Required work
One line at a time, check the entries below for the word "code", and copy each line that has it.

Record excerpts
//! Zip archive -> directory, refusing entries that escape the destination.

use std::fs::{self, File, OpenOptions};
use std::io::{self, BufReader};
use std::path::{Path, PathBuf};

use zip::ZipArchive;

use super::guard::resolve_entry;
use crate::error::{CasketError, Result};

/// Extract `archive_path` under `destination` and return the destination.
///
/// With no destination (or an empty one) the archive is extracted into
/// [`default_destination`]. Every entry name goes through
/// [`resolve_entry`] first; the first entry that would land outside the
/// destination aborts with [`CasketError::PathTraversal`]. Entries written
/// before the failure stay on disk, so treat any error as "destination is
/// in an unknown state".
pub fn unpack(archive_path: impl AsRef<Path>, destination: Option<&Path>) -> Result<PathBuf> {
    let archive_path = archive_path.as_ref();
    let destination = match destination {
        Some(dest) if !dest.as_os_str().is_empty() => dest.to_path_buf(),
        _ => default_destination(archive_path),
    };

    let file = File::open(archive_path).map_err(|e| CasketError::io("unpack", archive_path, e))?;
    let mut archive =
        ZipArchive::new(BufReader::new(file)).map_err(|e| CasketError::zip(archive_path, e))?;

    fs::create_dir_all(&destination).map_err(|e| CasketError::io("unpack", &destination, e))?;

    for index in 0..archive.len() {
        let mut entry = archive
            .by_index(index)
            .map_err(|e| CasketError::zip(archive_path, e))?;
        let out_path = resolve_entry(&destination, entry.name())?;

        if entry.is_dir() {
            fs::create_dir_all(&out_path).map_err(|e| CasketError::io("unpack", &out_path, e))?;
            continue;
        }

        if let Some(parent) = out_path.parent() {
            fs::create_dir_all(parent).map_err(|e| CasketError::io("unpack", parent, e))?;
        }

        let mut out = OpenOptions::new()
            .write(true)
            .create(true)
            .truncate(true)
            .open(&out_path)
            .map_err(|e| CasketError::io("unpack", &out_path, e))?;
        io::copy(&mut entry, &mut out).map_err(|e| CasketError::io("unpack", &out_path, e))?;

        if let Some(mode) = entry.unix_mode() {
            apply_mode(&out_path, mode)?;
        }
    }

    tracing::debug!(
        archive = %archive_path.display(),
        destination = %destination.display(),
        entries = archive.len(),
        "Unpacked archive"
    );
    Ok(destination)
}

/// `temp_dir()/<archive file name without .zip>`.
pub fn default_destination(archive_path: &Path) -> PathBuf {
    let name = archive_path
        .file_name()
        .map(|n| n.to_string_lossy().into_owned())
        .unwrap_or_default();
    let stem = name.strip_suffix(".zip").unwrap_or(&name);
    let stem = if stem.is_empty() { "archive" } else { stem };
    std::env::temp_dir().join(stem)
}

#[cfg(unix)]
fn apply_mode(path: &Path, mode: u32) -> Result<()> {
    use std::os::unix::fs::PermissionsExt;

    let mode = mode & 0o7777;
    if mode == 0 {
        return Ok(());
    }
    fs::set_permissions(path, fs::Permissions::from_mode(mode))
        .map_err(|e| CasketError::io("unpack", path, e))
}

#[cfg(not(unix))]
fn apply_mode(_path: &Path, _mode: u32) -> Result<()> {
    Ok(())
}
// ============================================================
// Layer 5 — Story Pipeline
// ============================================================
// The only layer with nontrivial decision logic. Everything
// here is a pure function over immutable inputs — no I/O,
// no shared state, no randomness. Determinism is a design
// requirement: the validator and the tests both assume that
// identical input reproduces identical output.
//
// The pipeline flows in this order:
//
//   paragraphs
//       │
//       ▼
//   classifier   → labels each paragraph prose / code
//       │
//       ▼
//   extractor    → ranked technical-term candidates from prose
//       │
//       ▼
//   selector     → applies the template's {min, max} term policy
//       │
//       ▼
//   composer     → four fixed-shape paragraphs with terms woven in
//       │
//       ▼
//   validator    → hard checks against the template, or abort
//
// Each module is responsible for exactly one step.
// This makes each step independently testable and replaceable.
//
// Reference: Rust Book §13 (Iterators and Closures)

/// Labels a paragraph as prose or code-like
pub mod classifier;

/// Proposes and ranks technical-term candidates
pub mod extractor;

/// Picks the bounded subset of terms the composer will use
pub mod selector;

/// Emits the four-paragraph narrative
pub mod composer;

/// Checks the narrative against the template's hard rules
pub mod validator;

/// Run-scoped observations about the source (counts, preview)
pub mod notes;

Answer to this problem
//   classifier   → labels each paragraph prose / code
/// Labels a paragraph as prose or code-like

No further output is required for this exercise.